*Task brief:*
Find the line containing "LIMIT ? OFFSET" in the entries below. Restate it and each line after it, word for word, up to and including the line containing "for row in &rows".

*Data for review:*
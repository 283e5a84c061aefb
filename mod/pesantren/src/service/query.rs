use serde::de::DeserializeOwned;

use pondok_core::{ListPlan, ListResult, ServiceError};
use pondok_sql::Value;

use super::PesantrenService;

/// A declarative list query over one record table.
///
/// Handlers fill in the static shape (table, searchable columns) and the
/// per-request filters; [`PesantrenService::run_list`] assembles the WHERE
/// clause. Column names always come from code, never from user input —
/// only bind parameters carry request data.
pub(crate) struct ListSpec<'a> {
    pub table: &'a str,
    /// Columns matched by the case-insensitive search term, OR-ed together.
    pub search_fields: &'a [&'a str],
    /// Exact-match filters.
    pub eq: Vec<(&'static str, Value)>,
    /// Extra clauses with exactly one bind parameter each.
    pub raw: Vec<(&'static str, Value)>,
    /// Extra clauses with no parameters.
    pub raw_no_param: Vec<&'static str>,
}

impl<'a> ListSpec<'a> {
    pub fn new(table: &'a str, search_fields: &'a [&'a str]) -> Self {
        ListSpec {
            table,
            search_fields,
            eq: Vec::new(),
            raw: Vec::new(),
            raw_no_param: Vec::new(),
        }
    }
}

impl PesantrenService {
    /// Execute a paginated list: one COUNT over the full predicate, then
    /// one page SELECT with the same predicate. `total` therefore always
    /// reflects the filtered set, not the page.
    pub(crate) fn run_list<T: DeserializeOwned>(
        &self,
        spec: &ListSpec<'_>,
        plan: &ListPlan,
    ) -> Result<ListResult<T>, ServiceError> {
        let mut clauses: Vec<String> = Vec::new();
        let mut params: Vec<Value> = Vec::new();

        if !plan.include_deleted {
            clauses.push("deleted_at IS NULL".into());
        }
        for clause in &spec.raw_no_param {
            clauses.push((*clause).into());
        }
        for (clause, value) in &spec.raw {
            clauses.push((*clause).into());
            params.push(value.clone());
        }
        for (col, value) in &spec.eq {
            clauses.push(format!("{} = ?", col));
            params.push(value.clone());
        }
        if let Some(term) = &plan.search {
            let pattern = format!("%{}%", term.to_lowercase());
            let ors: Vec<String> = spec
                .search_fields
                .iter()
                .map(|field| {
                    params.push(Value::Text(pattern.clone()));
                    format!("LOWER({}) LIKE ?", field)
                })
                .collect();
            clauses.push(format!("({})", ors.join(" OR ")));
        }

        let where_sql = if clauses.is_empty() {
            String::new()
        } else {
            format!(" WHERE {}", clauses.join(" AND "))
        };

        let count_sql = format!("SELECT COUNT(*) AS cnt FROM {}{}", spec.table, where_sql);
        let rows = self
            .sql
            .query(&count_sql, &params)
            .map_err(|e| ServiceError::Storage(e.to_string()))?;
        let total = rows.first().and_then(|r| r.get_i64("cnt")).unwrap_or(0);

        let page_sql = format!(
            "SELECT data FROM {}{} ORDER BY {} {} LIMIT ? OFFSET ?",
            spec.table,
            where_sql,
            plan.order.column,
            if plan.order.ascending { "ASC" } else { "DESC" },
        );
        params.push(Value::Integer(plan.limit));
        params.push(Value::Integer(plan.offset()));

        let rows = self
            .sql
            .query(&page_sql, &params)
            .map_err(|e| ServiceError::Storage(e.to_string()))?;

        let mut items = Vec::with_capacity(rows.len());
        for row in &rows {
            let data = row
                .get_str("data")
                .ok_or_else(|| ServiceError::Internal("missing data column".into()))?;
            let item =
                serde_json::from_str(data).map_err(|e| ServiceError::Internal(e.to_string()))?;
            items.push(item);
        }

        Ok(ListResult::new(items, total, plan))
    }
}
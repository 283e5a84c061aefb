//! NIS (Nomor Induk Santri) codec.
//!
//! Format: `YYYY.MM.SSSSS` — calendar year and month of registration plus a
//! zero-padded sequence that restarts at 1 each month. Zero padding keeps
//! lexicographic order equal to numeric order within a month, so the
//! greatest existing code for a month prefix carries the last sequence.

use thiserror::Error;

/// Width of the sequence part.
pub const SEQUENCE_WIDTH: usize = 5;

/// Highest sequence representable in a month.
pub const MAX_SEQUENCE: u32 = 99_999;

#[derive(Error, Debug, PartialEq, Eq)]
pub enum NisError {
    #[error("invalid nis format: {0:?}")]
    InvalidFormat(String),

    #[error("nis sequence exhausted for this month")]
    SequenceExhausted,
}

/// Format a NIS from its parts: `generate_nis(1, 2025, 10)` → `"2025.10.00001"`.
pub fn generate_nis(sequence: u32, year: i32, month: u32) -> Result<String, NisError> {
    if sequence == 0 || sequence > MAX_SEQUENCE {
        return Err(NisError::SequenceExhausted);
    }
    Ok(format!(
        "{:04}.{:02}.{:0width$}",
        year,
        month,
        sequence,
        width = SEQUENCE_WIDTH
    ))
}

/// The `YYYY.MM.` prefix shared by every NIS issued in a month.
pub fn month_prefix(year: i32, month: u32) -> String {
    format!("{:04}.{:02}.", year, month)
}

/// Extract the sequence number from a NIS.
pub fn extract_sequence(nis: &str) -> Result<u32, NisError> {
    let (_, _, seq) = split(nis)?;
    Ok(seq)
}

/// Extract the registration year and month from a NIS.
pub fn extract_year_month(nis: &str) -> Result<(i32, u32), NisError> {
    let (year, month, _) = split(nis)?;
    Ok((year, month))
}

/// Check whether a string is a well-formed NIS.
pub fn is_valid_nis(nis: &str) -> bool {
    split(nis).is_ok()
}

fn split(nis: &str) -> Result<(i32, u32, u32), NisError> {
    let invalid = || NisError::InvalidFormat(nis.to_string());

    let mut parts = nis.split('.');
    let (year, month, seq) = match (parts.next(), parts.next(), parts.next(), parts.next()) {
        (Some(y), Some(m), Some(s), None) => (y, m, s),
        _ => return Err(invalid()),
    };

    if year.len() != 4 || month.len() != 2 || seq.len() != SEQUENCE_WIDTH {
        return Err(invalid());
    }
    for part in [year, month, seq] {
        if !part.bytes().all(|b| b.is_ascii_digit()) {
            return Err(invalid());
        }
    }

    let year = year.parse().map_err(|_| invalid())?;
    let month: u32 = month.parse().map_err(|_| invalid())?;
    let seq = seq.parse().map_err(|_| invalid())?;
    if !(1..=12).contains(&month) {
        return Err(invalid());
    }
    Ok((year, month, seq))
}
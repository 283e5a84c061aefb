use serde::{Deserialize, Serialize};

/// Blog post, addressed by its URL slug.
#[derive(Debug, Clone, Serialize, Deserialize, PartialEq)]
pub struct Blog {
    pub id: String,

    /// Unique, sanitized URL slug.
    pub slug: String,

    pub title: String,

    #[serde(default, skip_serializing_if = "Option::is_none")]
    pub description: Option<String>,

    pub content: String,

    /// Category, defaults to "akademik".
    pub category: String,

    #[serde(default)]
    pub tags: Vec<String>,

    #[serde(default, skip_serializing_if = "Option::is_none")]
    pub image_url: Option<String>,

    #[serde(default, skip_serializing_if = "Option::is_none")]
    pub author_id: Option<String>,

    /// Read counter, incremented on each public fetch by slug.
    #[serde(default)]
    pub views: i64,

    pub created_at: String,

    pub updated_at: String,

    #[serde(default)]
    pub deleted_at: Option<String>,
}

*Answer space:*
            "SELECT data FROM {}{} ORDER BY {} {} LIMIT ? OFFSET ?",
            spec.table,
            where_sql,
            plan.order.column,
            if plan.order.ascending { "ASC" } else { "DESC" },
        );
        params.push(Value::Integer(plan.limit));
        params.push(Value::Integer(plan.offset()));

        let rows = self
            .sql
            .query(&page_sql, &params)
            .map_err(|e| ServiceError::Storage(e.to_string()))?;

        let mut items = Vec::with_capacity(rows.len());
        for row in &rows {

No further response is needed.